The conference is believed to be the first of its kind in the region, which has undergone constant political upheaval and deadly clashes between ethnic groups throughout the last century.

The fledgling growth of unity in the Eastern European pro-life movement was one of the highlights for the Heartbeat mini-envoy, particularly considering the deep entrenchment of the culture of death in the post-Communist region.

“We kept promoting the message that, ‘We’re better together,’” Molly, Heartbeat’s international coordinator said. “They really embraced that, even though that’s not how they tend to think.”

With a population of just over 7 million, Serbia reports an average 23,000 abortions every year. However, unofficial data, reported by The Southeastern European Times, estimates the annual average at 150,000 abortions—twice the number of live births—giving Serbia the highest abortion rate in Europe.

As Molly related, one woman who attended the conference said her mother had undergone 10 abortions after giving birth to her older brother and before giving birth to her, which was a tragically common story among the conference’s attendees.

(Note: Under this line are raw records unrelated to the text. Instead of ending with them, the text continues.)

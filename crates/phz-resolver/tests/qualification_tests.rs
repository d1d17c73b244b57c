//! Name qualification through the resolver: aliases, namespaces, and
//! fully-qualified passthrough.

use phz_ast::{Child, Node, NodeKind, name_flags::NAME_NOT_FQ};
use phz_resolver::{AliasKind, Context, ResolveError, Resolver};

fn app_context() -> Context {
    Context::new("src/App/Kernel.php")
        .with_namespace("\\App")
        .with_alias(AliasKind::Class, "Foo", "\\Vendor\\Foo")
}

fn relative(text: &str) -> Node {
    Node::name(text, NAME_NOT_FQ, 3)
}

#[test]
fn test_alias_prefix_and_namespace_fallback() {
    let ctx = app_context();
    let mut resolver = Resolver::new(&ctx);

    assert_eq!(resolver.qualified_name(&relative("Foo")).unwrap(), "\\Vendor\\Foo");
    assert_eq!(
        resolver.qualified_name(&relative("Foo\\Bar")).unwrap(),
        "\\Vendor\\Foo\\Bar"
    );
    assert_eq!(resolver.qualified_name(&relative("Baz")).unwrap(), "\\App\\Baz");
    assert!(resolver.diagnostics().is_empty());
}

#[test]
fn test_fully_qualified_name_is_returned_unchanged() {
    let ctx = app_context();
    let mut resolver = Resolver::new(&ctx);

    let fq = Node::name("\\Other\\Baz", 0, 3);
    assert_eq!(resolver.qualified_name(&fq).unwrap(), "\\Other\\Baz");

    // Even when the text matches an alias key.
    let fq_alias = Node::name("Foo", 0, 3);
    assert_eq!(resolver.qualified_name(&fq_alias).unwrap(), "Foo");
}

#[test]
fn test_exact_alias_wins_over_prefix_alias() {
    let ctx = app_context().with_alias(AliasKind::Class, "Foo\\Bar", "\\Elsewhere\\Bar");
    let mut resolver = Resolver::new(&ctx);

    assert_eq!(
        resolver.qualified_name(&relative("Foo\\Bar")).unwrap(),
        "\\Elsewhere\\Bar"
    );
    assert_eq!(
        resolver.qualified_name(&relative("Foo\\Qux")).unwrap(),
        "\\Vendor\\Foo\\Qux"
    );
}

#[test]
fn test_prefix_rule_matches_first_segment_only() {
    let ctx = app_context().with_alias(AliasKind::Class, "Bar", "\\Never\\Used");
    let mut resolver = Resolver::new(&ctx);

    // "Bar" is the second segment here; only "Foo" is looked up.
    assert_eq!(
        resolver.qualified_name(&relative("Foo\\Bar\\Baz")).unwrap(),
        "\\Vendor\\Foo\\Bar\\Baz"
    );
    // First segment unaliased: fall back to the namespace.
    assert_eq!(
        resolver.qualified_name(&relative("Qux\\Bar")).unwrap(),
        "\\App\\Qux\\Bar"
    );
}

#[test]
fn test_native_type_names_are_not_namespaced() {
    let ctx = app_context();
    let mut resolver = Resolver::new(&ctx);

    for native in ["int", "String", "iterable", "mixed", "static"] {
        assert_eq!(resolver.qualified_name(&relative(native)).unwrap(), native);
    }
}

#[test]
fn test_root_namespace_does_not_double_separator() {
    let ctx = Context::new("a.php");
    let mut resolver = Resolver::new(&ctx);
    assert_eq!(resolver.qualified_name(&relative("Baz")).unwrap(), "\\Baz");
    assert_eq!(
        resolver.qualified_name(&relative("Http\\Request")).unwrap(),
        "\\Http\\Request"
    );
}

#[test]
fn test_alias_keys_are_case_sensitive() {
    let ctx = app_context();
    let mut resolver = Resolver::new(&ctx);
    assert_eq!(resolver.qualified_name(&relative("foo")).unwrap(), "\\App\\foo");
}

#[test]
fn test_function_and_constant_aliases_use_their_own_tables() {
    let ctx = app_context()
        .with_alias(AliasKind::Function, "helper", "\\Vendor\\helper")
        .with_alias(AliasKind::Constant, "VERSION", "\\Vendor\\VERSION");
    let resolver = Resolver::new(&ctx);

    assert_eq!(
        resolver.qualified_function_name(&relative("helper")).unwrap(),
        "\\Vendor\\helper"
    );
    assert_eq!(
        resolver.qualified_constant_name(&relative("VERSION")).unwrap(),
        "\\Vendor\\VERSION"
    );
    // The class alias table does not leak into function lookups.
    assert_eq!(
        resolver.qualified_function_name(&relative("Foo")).unwrap(),
        "\\App\\Foo"
    );
    // Native-name shortcut applies to class names only.
    assert_eq!(
        resolver.qualified_function_name(&relative("array")).unwrap(),
        "\\App\\array"
    );
}

#[test]
fn test_non_name_node_resolves_to_its_union_type_text() {
    let ctx = Context::new("a.php");
    let mut resolver = Resolver::new(&ctx);

    let nullable = Node::new(
        NodeKind::NullableType,
        0,
        1,
        vec![Some(Child::from(Node::type_keyword(
            phz_ast::type_flags::TYPE_STRING,
            1,
        )))],
    );
    assert_eq!(resolver.qualified_name(&nullable).unwrap(), "?string");

    // Unsupported expression kinds resolve to the empty union's text.
    let call = Node::new(NodeKind::Call, 0, 1, vec![]);
    assert_eq!(resolver.qualified_name(&call).unwrap(), "");
}

#[test]
fn test_name_without_text_is_a_structural_error() {
    let ctx = Context::new("a.php");
    let mut resolver = Resolver::new(&ctx);
    let empty = Node::new(NodeKind::Name, NAME_NOT_FQ, 9, vec![None]);

    let err = resolver.qualified_name(&empty).unwrap_err();
    assert_eq!(
        err,
        ResolveError::MissingChild {
            kind: NodeKind::Name,
            index: 0,
            line: 9
        }
    );
    assert_eq!(err.line(), 9);
}

#[test]
fn test_qualified_names_keeps_order_and_skips_absent_entries() {
    let ctx = app_context();
    let mut resolver = Resolver::new(&ctx);

    let list = Child::from(Node::new(
        NodeKind::NameList,
        0,
        4,
        vec![
            Some(Child::from(relative("Foo"))),
            None,
            Some(Child::from(relative("Baz"))),
            Some(Child::from("\\Verbatim\\Leaf")),
        ],
    ));
    assert_eq!(
        resolver.qualified_names(Some(&list)).unwrap(),
        vec!["\\Vendor\\Foo", "\\App\\Baz", "\\Verbatim\\Leaf"]
    );
}

#[test]
fn test_qualified_names_of_missing_or_scalar_list_is_empty() {
    let ctx = app_context();
    let mut resolver = Resolver::new(&ctx);

    assert!(resolver.qualified_names(None).unwrap().is_empty());
    assert!(resolver.qualified_names(Some(&Child::from("Foo"))).unwrap().is_empty());

    let empty_list = Child::from(Node::new(NodeKind::NameList, 0, 1, vec![]));
    assert!(resolver.qualified_names(Some(&empty_list)).unwrap().is_empty());
}

#[test]
fn test_qualified_names_propagates_structural_errors() {
    let ctx = app_context();
    let mut resolver = Resolver::new(&ctx);
    let list = Child::from(Node::new(
        NodeKind::NameList,
        0,
        2,
        vec![
            Some(Child::from(relative("Foo"))),
            Some(Child::from(Node::new(NodeKind::Name, NAME_NOT_FQ, 2, vec![]))),
        ],
    ));
    assert!(matches!(
        resolver.qualified_names(Some(&list)),
        Err(ResolveError::MissingChild { .. })
    ));
}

“I’ve read about survivor’s guilt, but to see it so blatant and prevalent in that room was just so painful,” Betty said.

“This is generational,” Molly said. “Woman after woman after woman at this conference—whose average age was 35-40, stood up and said that they were either an unwanted child or that they grew up with abortion as a way of life.”

Abortion on-demand was legalized in its current form in Yugoslavia in 1977, but has been prevalent in the culture since just after World War II, when abortion was legalized in cases citing socio-medical grounds.

The conference’s attendees, many of whom are actively involved in bringing the sanctity of life message to their local public school systems, welcomed further training on how to speak the message of life into culture that has systematically devalued human life for several decades.

In addition to training related to The LOVE Approach and Talking About Abortion, another Heartbeat resource, the Sexual Integrity™ Program, played a major role in the conference training.

“These women are really stepping out in faith because it’s still so opposite of what their culture is saying,” Molly said. “They’re really going into uncharted waters because they’re in the infancy of pregnancy help centers even though their culture is much more entrenched in death than ours was by the time these centers began.”